Twangled – seriously?
Yes, “twangled” is a real word. An odd, quirky, playful word, with a self-mocking tone that makes it fun to use (sparingly).
No, I hadn’t heard it before either. Here’s how it came to my attention:
Recently I posted a list of various ways my full name (“Gary Leland Matthews”) could be rearranged into colorful phrases. (“Colorful” is a polite way of saying the examples I posted all were most unflattering.)
At the start, there weren’t enough; I wanted an even dozen. So I cobbled together a few more anagrams (as such reshufflings are called).
One letter-combination I came up with was “lame, trashy, tangled” – except that that doesn’t work. There’s a left-over “w” (the one in “Matthews”). So that isn’t a valid anagram.
I therefore looked for a way to work in the missing letter. How about “led lame, trashy twang”? Hmm. Too awkward. I found myself wishing that “twangled” was a word. Then I thought, “What if it is, and I just don’t know about it?”
When I Googled it, danged if it didn’t pop up in various dictionaries!
A “twangle”, says UrbanDictionary.com, is “the weird feeling you get when you are expecting to experience a certain thing, but experience something else instead.
“For example.. when you take a drink, and you expect it to be milk but it turns out to be apple juice.”
Or when you make anagrams of your own name, expecting praise and flattery, only to have them all embody caustic satire.
Now here is where it gets confusing: Not all dictionaries agree as to the meaning of twangle. TheFreeDictionary.com defines it as “to make a twanging sound, esp on a musical instrument”.
It gets even worse (more twangling?) because some dictionaries give a quite unrelated definition for the past-tense verb “twangled”.
The same Urban Dictionary quoted above defines “twangled” as “the combination of the two terms ‘tweaked and mangled’”, giving a usage example: “Dude I crashed. I am tweaked, my bike is mangled… It is all Twangled.”
I’m suspicious: The latter definition was posted by a user who is self-identified as “The Twangled”. Readers of the Urban Dictionary get to vote on definitions. This one, at this writing, has seven votes for, six against.
Worse yet: The online Merriam-Webster dictionary concedes that “twangle” is a real word, but refuses to define it in its free version. For just $30 a year they’ll give me their full definition. I bailed.

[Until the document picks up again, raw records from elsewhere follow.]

#[cfg(test)]
mod tests {
    use super::*;
    use crate::lars::event::{Event, EventKind};
    use serde_json::json;

    fn sample_event(session: &str, seq: u64) -> Event {
        Event {
            session_id: session.to_string(),
            trace_id: "t1".to_string(),
            seq,
            timestamp: Utc::now(),
            kind: EventKind::CellStart,
            payload: json!({"cascade_id": "demo"}),
        }
    }

    #[tokio::test]
    async fn memory_store_round_trips_events() {
        let store = MemoryLogStore::new();
        store.append_event(&sample_event("s1", 0)).await.unwrap();
        store.append_event(&sample_event("s2", 0)).await.unwrap();
        store.append_event(&sample_event("s1", 1)).await.unwrap();

        let events = store.events_for_session("s1").await.unwrap();
        assert_eq!(events.len(), 2);
        assert_eq!(events[1].seq, 1);

        let by_cascade = store.events_for_cascade("demo").await.unwrap();
        assert_eq!(by_cascade.len(), 3);
    }

    #[tokio::test]
    async fn jsonl_store_latest_signal_version_wins() {
        let dir = tempfile::tempdir().unwrap();
        let store = JsonlLogStore::new(dir.path()).unwrap();

        let mut record = SignalRecord {
            signal_id: "sig-1".to_string(),
            signal_name: "data_ready".to_string(),
            session_id: "s1".to_string(),
            cascade_id: "demo".to_string(),
            cell_name: "waiter".to_string(),
            status: SignalStatus::Waiting,
            payload: None,
            created_at: Utc::now(),
            timeout_at: Utc::now(),
            cancel_reason: None,
        };
        store.put_signal(&record).await.unwrap();
        record.status = SignalStatus::Fired;
        record.payload = Some(json!({"rows": 10}));
        store.put_signal(&record).await.unwrap();

        let read = store.signal("sig-1").await.unwrap().unwrap();
        assert_eq!(read.status, SignalStatus::Fired);
        assert_eq!(read.payload, Some(json!({"rows": 10})));
        assert_eq!(store.signals(Some("data_ready")).await.unwrap().len(), 1);
    }

    #[tokio::test]
    async fn winning_rewrites_are_scoped_by_species_hash() {
        let store = MemoryLogStore::new();
        for (hash, text) in [("h1", "a"), ("h2", "b"), ("h1", "c")].iter() {
            store
                .append_winning_rewrite(&WinningRewrite {
                    species_hash: hash.to_string(),
                    cascade_id: "demo".to_string(),
                    cell_name: "write".to_string(),
                    instructions: text.to_string(),
                    winner_index: 0,
                    created_at: Utc::now(),
                })
                .await
                .unwrap();
        }
        let h1 = store.winning_rewrites("h1", 5).await.unwrap();
        assert_eq!(h1.len(), 2);
        assert_eq!(h1[0].instructions, "c");
        assert!(h1.iter().all(|r| r.species_hash == "h1"));
    }
}
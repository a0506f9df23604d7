//! Ward execution: pre/post validators with blocking, retry, and advisory
//! semantics.
//!
//! A ward wraps a validator — either a registered trait (deterministic) or an
//! inline LLM cell-lite — and interprets its verdict. The contract is a
//! `{valid: bool, reason: string}` object; a validator that fails to produce
//! that shape is treated as `valid: false, reason: "invalid validator
//! response"`. Ward execution is total: internal failures (missing trait,
//! template error, transport exhaustion) become failing verdicts rather than
//! panics, so the cell-level policy in the runner stays in charge.

use crate::lars::agent::Agent;
use crate::lars::cascade::{ValidatorSpec, WardSpec};
use crate::lars::echo::Echo;
use crate::lars::event::EventKind;
use crate::lars::runner::RunCtx;
use crate::lars::template;
use crate::lars::trace::{TraceKind, TraceStatus};
use crate::lars::trait_registry::TraitContext;
use crate::lars::transport::{ChatMessage, Role, Usage};
use serde_json::{json, Value};

/// Which side of the cell body a ward guards.
#[derive(Debug, Clone, Copy, PartialEq, Eq)]
pub enum WardPhase {
    Pre,
    Post,
}

impl WardPhase {
    fn as_str(self) -> &'static str {
        match self {
            WardPhase::Pre => "pre",
            WardPhase::Post => "post",
        }
    }
}

/// A validator's interpreted verdict.
#[derive(Debug, Clone, PartialEq)]
pub struct WardVerdict {
    pub valid: bool,
    pub reason: String,
}

impl WardVerdict {
    fn invalid_shape(detail: &str) -> Self {
        Self {
            valid: false,
            reason: format!("invalid validator response: {}", detail),
        }
    }
}

/// Outcome of one ward evaluation, with any LLM cost it incurred.
#[derive(Debug, Clone)]
pub struct WardCheck {
    pub verdict: WardVerdict,
    pub usage: Usage,
}

/// Extract a `{valid, reason}` verdict from a JSON value.
pub fn verdict_from_value(value: &Value) -> Option<WardVerdict> {
    let valid = value.get("valid")?.as_bool()?;
    let reason = value
        .get("reason")
        .and_then(Value::as_str)
        .unwrap_or("")
        .to_string();
    Some(WardVerdict { valid, reason })
}

/// Extract a verdict from free text by locating the first balanced JSON
/// object that carries a `valid` field.
pub fn verdict_from_text(text: &str) -> Option<WardVerdict> {
    let mut search_from = 0;
    while let Some(offset) = text[search_from..].find('{') {
        let start = search_from + offset;
        if let Some(fragment) = balanced_json(&text[start..]) {
            if let Ok(value) = serde_json::from_str::<Value>(fragment) {
                if let Some(verdict) = verdict_from_value(&value) {
                    return Some(verdict);
                }
            }
        }
        search_from = start + 1;
    }
    None
}

/// Return the prefix of `text` forming a balanced `{...}` fragment.
pub(crate) fn balanced_json(text: &str) -> Option<&str> {
    let mut depth = 0usize;
    let mut in_string = false;
    let mut escaped = false;
    for (i, ch) in text.char_indices() {
        if in_string {
            if escaped {
                escaped = false;
            } else if ch == '\\' {
                escaped = true;
            } else if ch == '"' {
                in_string = false;
            }
            continue;
        }
        match ch {
            '"' => in_string = true,
            '{' => depth += 1,
            '}' => {
                depth = depth.saturating_sub(1);
                if depth == 0 {
                    return Some(&text[..i + ch.len_utf8()]);
                }
            }
            _ => {}
        }
    }
    None
}

/// Evaluate one ward against a subject value.
///
/// Emits a `ward` trace node and a `ward_pass`/`ward_fail` event; never
/// fails — internal errors become failing verdicts.
pub async fn run_ward(
    ctx: &RunCtx,
    ward: &WardSpec,
    phase: WardPhase,
    cell_name: &str,
    subject: &Value,
    echo: &Echo,
    parent_trace: &str,
) -> WardCheck {
    let ward_name = match &ward.validator {
        ValidatorSpec::TraitName(name) => name.clone(),
        ValidatorSpec::Inline(_) => format!("{}-ward", cell_name),
    };
    let trace_id = ctx
        .trace
        .begin(TraceKind::Ward, &ward_name, Some(parent_trace), echo.depth);

    let check = execute_validator(ctx, &ward.validator, subject, echo, cell_name).await;

    let (kind, status) = if check.verdict.valid {
        (EventKind::WardPass, TraceStatus::Ok)
    } else {
        (EventKind::WardFail, TraceStatus::Error)
    };
    ctx.bus
        .publish(
            &echo.session_id,
            &trace_id,
            kind,
            json!({
                "cascade_id": ctx.cascade_id,
                "cell": cell_name,
                "phase": phase.as_str(),
                "ward": ward_name,
                "mode": ward.mode,
                "valid": check.verdict.valid,
                "reason": check.verdict.reason,
            }),
        )
        .await;
    ctx.trace
        .record_usage(&trace_id, check.usage.prompt_tokens, check.usage.completion_tokens, check.usage.cost_usd, None);
    ctx.trace.end(&trace_id, status);
    check
}

async fn execute_validator(
    ctx: &RunCtx,
    validator: &ValidatorSpec,
    subject: &Value,
    echo: &Echo,
    cell_name: &str,
) -> WardCheck {
    match validator {
        ValidatorSpec::TraitName(name) => {
            let trait_ctx = TraitContext {
                session_id: echo.session_id.clone(),
                cascade_id: ctx.cascade_id.clone(),
                caller_id: ctx.caller_id.clone(),
                cell_name: Some(cell_name.to_string()),
                depth: echo.depth,
                state: echo.state.clone(),
                trace_id: None,
            };
            let result = ctx
                .registry
                .execute(name, json!({"value": subject}), &trait_ctx, ctx.config.tool_timeout)
                .await;
            let verdict = match result {
                Ok(outcome) => verdict_from_value(&outcome.value)
                    .or_else(|| verdict_from_text(&outcome.content_text()))
                    .unwrap_or_else(|| WardVerdict::invalid_shape("no valid/reason fields")),
                Err(e) => WardVerdict::invalid_shape(&e.to_string()),
            };
            WardCheck {
                verdict,
                usage: Usage::default(),
            }
        }
        ValidatorSpec::Inline(inline) => {
            let context = match template::template_context(echo, None) {
                Ok(context) => context,
                Err(e) => {
                    return WardCheck {
                        verdict: WardVerdict::invalid_shape(&e.to_string()),
                        usage: Usage::default(),
                    }
                }
            };
            let rendered = match template::render(&inline.instructions, &context) {
                Ok(rendered) => rendered,
                Err(e) => {
                    return WardCheck {
                        verdict: WardVerdict::invalid_shape(&e.to_string()),
                        usage: Usage::default(),
                    }
                }
            };
            let subject_text =
                serde_json::to_string_pretty(subject).unwrap_or_else(|_| subject.to_string());
            let prompt = format!(
                "{}\n\nContent under review:\n{}\n\nReply with a JSON object: {{\"valid\": true|false, \"reason\": \"...\"}}",
                rendered, subject_text
            );
            let model = inline
                .model
                .clone()
                .unwrap_or_else(|| ctx.transport.default_model().to_string());
            let agent = Agent::new(ctx.transport.clone(), model);
            match agent
                .turn(vec![ChatMessage::text(Role::User, prompt)], Vec::new())
                .await
            {
                Ok(turn) => {
                    let verdict = verdict_from_text(&turn.content)
                        .unwrap_or_else(|| WardVerdict::invalid_shape("no verdict object found"));
                    WardCheck {
                        verdict,
                        usage: turn.usage,
                    }
                }
                Err(e) => WardCheck {
                    verdict: WardVerdict::invalid_shape(&e.to_string()),
                    usage: Usage::default(),
                },
            }
        }
    }
}

#[cfg(test)]
mod tests {
    use super::*;
    use serde_json::json;

    #[test]
    fn verdict_parses_from_object() {
        let verdict = verdict_from_value(&json!({"valid": false, "reason": "unsafe"})).unwrap();
        assert!(!verdict.valid);
        assert_eq!(verdict.reason, "unsafe");
    }

    #[test]
    fn verdict_parses_from_surrounding_prose() {
        let text = "After review I concluded: {\"valid\": true, \"reason\": \"fine\"} — done.";
        let verdict = verdict_from_text(text).unwrap();
        assert!(verdict.valid);
        assert_eq!(verdict.reason, "fine");
    }

    #[test]
    fn unstructured_response_has_no_verdict() {
        assert!(verdict_from_text("looks good to me!").is_none());
        assert!(verdict_from_text("{\"something\": 1}").is_none());
    }

    #[test]
    fn balanced_json_handles_nesting_and_strings() {
        let text = "{\"a\": {\"b\": \"}\"}, \"valid\": true} trailing";
        let fragment = balanced_json(text).unwrap();
        assert!(serde_json::from_str::<Value>(fragment).is_ok());
    }
}
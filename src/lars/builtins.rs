//! Built-in traits registered at engine startup.
//!
//! `set_state` is the only sanctioned write path into an echo's `state`: it
//! returns its mutation in the outcome's `_state` envelope and the runner
//! applies and logs it, which keeps trait execution pure and candidate
//! branches isolated. `route_to` exists mostly for its metadata — the runner
//! intercepts and validates routing calls itself — but executes sensibly if
//! invoked directly. The signal traits are registered from
//! [`signals`](crate::lars::signals).

use crate::lars::signals::{register_signal_traits, SignalHub};
use crate::lars::trait_registry::{
    TraitContext, TraitError, TraitHandler, TraitMetadata, TraitOutcome, TraitRegistry,
};
use async_trait::async_trait;
use serde_json::{json, Map, Value};
use std::sync::Arc;

struct SetStateTrait;

#[async_trait]
impl TraitHandler for SetStateTrait {
    fn metadata(&self) -> TraitMetadata {
        TraitMetadata::new(
            "set_state",
            "Set a key in the run's shared state. Later reads via {{ state.<key> }} see the new value.",
        )
        .with_args_schema(json!({
            "type": "object",
            "properties": {
                "key": {"type": "string"},
                "value": {},
            },
            "required": ["key"],
        }))
        .with_returns("{content: \"ok\"}")
    }

    async fn execute(&self, args: Value, _ctx: &TraitContext) -> Result<TraitOutcome, TraitError> {
        let key = args
            .get("key")
            .and_then(Value::as_str)
            .ok_or_else(|| TraitError::InvalidArguments("key is required".to_string()))?;
        let value = args.get("value").cloned().unwrap_or(Value::Null);

        let mut updates = Map::new();
        updates.insert(key.to_string(), value.clone());
        let mut outcome = TraitOutcome::of(json!({"key": key, "value": value}));
        outcome.content = Some(format!("state.{} set", key));
        outcome.state_updates = updates;
        Ok(outcome)
    }
}

struct RouteToTrait;

#[async_trait]
impl TraitHandler for RouteToTrait {
    fn metadata(&self) -> TraitMetadata {
        TraitMetadata::new(
            "route_to",
            "Hand off control to the next cell. Call exactly once, when you have decided.",
        )
        .with_args_schema(json!({
            "type": "object",
            "properties": {"target": {"type": "string"}},
            "required": ["target"],
        }))
    }

    async fn execute(&self, args: Value, _ctx: &TraitContext) -> Result<TraitOutcome, TraitError> {
        let target = args
            .get("target")
            .and_then(Value::as_str)
            .ok_or_else(|| TraitError::InvalidArguments("target is required".to_string()))?;
        let mut outcome = TraitOutcome::of(json!({"target": target}));
        outcome.content = Some(format!("routing to {}", target));
        outcome.route = Some(target.to_string());
        Ok(outcome)
    }
}

/// Register every built-in trait: state, routing, and the signal operations.
pub fn register_builtins(registry: &mut TraitRegistry, hub: &Arc<SignalHub>) {
    registry.register(Arc::new(SetStateTrait));
    registry.register(Arc::new(RouteToTrait));
    register_signal_traits(registry, hub);
}

#[cfg(test)]
mod tests {
    use super::*;
    use serde_json::json;

    #[tokio::test]
    async fn set_state_returns_its_mutation_in_the_envelope() {
        let handler = SetStateTrait;
        let ctx = TraitContext::new("s1", "demo");
        let outcome = handler
            .execute(json!({"key": "region", "value": "emea"}), &ctx)
            .await
            .unwrap();
        assert_eq!(outcome.state_updates.get("region"), Some(&json!("emea")));
        assert_eq!(outcome.content_text(), "state.region set");
    }

    #[tokio::test]
    async fn route_to_carries_the_target() {
        let handler = RouteToTrait;
        let ctx = TraitContext::new("s1", "demo");
        let outcome = handler
            .execute(json!({"target": "positive"}), &ctx)
            .await
            .unwrap();
        assert_eq!(outcome.route.as_deref(), Some("positive"));
    }

    #[tokio::test]
    async fn missing_key_is_invalid() {
        let handler = SetStateTrait;
        let ctx = TraitContext::new("s1", "demo");
        let err = handler.execute(json!({}), &ctx).await.unwrap_err();
        assert!(matches!(err, TraitError::InvalidArguments(_)));
    }
}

Given these uncertainties, I’d suggest that in the unlikely event you ever decide to use twangle, twangled, or twangling in your own discourse – use it to mean whatever the heck you want! It’s too new a word for anyone to be making dogmatic pronouncements.
Be that as it may, I did note that several websites mention the word is useful in Scrabble and in making (tada!) anagrams.
(This article is part of my series on words that are #worth1000pictures.)
One response to “One Word: Twangled”
This is awesome and hilarious.. awesomely hilarious, or awelarious if you want. I especially liked : “Dude I crashed. I am tweaked, my bike is mangled… It is all Twangled.”